3. Local, regional and universal dimensions of the church

(13) The fundamental expressions [Grundvollzüge] of the church as the realm of life and salvation opened up by God in sending Jesus Christ and the Holy Spirit are martyrialeitourgia and diakonia. These in turn are centred in the celebration of the eucharist, in which God again and again unites the baptised in renewed communion and sends them out into service of mankind. This communion is structured by a multiplicity of offices and ministries, among which the office of the bishop, with his prime responsibility for the fundamental expressionss of the church, is entrusted with a special duty indispensable for the unity of the communion.

(14) The church constituted to this extent is in every instance bound to a given place, insofar as the baptised living in that given place are incorporated into the realm of life and salvation and fulfil their tasks as a church autonomously. This place is more precisely defined by the assignment of the members of the church to a single bishop who ultimately presides at the celebration of the eucharist and bears the personal episkope for the maintenance of the local church in the truth (cf. 20-26 below).

(15) The martyrialeitourgia and diakonia of the local church (i.e. the church gathered around the bishop) are realised in the first instance in the parish communities. There the presbyters (priests) preside at the celebration of the eucharist as the representatives of the bishop, and deacons and other baptised and commissioned members exercise their ministry to God’s gospel.

(16) Each local church is a representation of the one holy catholic and apostolic church of which the Nicene-Constantinopolitan Symbol of Faith speaks. It is catholic because on the one hand it participates sacramentally in the whole reality of salvation and truth that comprises God and mankind, heaven and earth, and finds therein its unity, and because, on the other hand, it is linked in unity and communion with other local churches in which it recognizes and acknowledges its own nature, grounded in God’s loving care (cf. IBC/Statute, Preamble 3.1-2; WCC-RC/Church 13-14). The local churches which are bound to one another in this way recognise and acknowledge in the other, beyond all individual local and cultural particularities, the same reality of the mystery of the church. The distinguishing marks of this identity are the common apostolic faith, the common fundamental forms of sacramental-liturgical life and the common fundamental principles of church order with the three-fold office (cf. AC-O/Unity [21-24] 2-5; O-RC/Mystery III 3b).
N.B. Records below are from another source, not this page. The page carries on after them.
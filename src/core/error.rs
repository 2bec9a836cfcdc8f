//! Unified error handling for actgate
//!
//! Every failure in the engine surfaces as an [`ActError`]. Errors are `Clone`
//! because a single in-flight cache generation hands the same outcome to
//! every caller waiting on it.

use std::{fmt, time::Duration};

/// Unified error types for the action engine
#[derive(Debug, Clone, PartialEq)]
pub enum ActError {
    /// Malformed action, cache, handler or gateway options. Fatal at bind time.
    Configuration(String),

    /// A compact pattern string or template could not be parsed
    Parse(String),

    /// The RPC layer failed to run an action (transport or handler error)
    Invocation(String),

    /// One embedded action of a composition failed
    Composition {
        location: String,
        source: Box<ActError>,
    },

    /// A cache regeneration outlived its `generateTimeout`
    RegenerationTimeout { key: String, timeout: Duration },

    /// The rendering collaborator failed
    Render(String),

    /// Resource not found errors
    NotFound(String),

    /// Internal system errors
    Internal(String),
}

impl fmt::Display for ActError {
    fn fmt(&self, f: &mut fmt::Formatter<'_>) -> fmt::Result {
        match self {
            ActError::Configuration(msg) => write!(f, "Configuration error: {msg}"),
            ActError::Parse(msg) => write!(f, "Parse error: {msg}"),
            ActError::Invocation(msg) => write!(f, "Invocation failed: {msg}"),
            ActError::Composition { location, source } => {
                write!(f, "Composition failed at '{location}': {source}")
            }
            ActError::RegenerationTimeout { key, timeout } => write!(
                f,
                "Cache regeneration for '{key}' timed out after {}ms",
                timeout.as_millis()
            ),
            ActError::Render(msg) => write!(f, "Render error: {msg}"),
            ActError::NotFound(msg) => write!(f, "Resource not found: {msg}"),
            ActError::Internal(msg) => write!(f, "Internal error: {msg}"),
        }
    }
}

impl std::error::Error for ActError {
    fn source(&self) -> Option<&(dyn std::error::Error + 'static)> {
        match self {
            ActError::Composition { source, .. } => Some(source.as_ref()),
            _ => None,
        }
    }
}

impl ActError {
    /// Wrap a failure of the task resolving `location` inside a composition
    pub fn composition(location: impl Into<String>, source: ActError) -> Self {
        ActError::Composition {
            location: location.into(),
            source: Box::new(source),
        }
    }

    /// The innermost error, looking through composition wrappers
    pub fn root_cause(&self) -> &ActError {
        match self {
            ActError::Composition { source, .. } => source.root_cause(),
            other => other,
        }
    }
}

// Error conversions
impl From<serde_json::Error> for ActError {
    fn from(err: serde_json::Error) -> Self {
        ActError::Configuration(err.to_string())
    }
}

impl From<serde_yaml::Error> for ActError {
    fn from(err: serde_yaml::Error) -> Self {
        ActError::Configuration(err.to_string())
    }
}

impl From<validator::ValidationErrors> for ActError {
    fn from(err: validator::ValidationErrors) -> Self {
        ActError::Configuration(err.to_string())
    }
}

impl From<std::io::Error> for ActError {
    fn from(err: std::io::Error) -> Self {
        ActError::Internal(err.to_string())
    }
}

/// Result type alias for engine operations
pub type ActResult<T> = std::result::Result<T, ActError>;

/// Helper trait for adding context to errors
pub trait ErrorContext<T> {
    fn with_context(self, context: &str) -> ActResult<T>;
}

impl<T, E> ErrorContext<T> for std::result::Result<T, E>
where
    E: fmt::Display,
{
    fn with_context(self, context: &str) -> ActResult<T> {
        self.map_err(|e| ActError::Internal(format!("{context}: {e}")))
    }
}

/// Build an `ActError::Configuration`, formatting like `format!`
#[macro_export]
macro_rules! config_error {
    ($fmt:literal $(, $($arg:tt)*)?) => {
        $crate::core::ActError::Configuration(format!($fmt $(, $($arg)*)?))
    };
    ($msg:expr) => {
        $crate::core::ActError::Configuration($msg.to_string())
    };
}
(17) The unity and communion of the local churches in their diverse supra-local dimensions, extending as far as the universal dimension, is also in each instance a representation of the Una Sancta, in fact a communion of local churches, be it a communio ecclesiarum or communio communionum ecclesiarum. At the same time each local church in this communion of local churches possesses full catholicity in the same way. Therefore the individual local churches also bear responsibility for the supra-local and universal communion. For the local church is wholly church but not the whole church. (WCC-RC/Church 36).

(18) The responsibility for the communions of local churches and their joint witness is exercised primarily by the bishops in their synodical consultations, and given expression in the common celebration of the eucharist.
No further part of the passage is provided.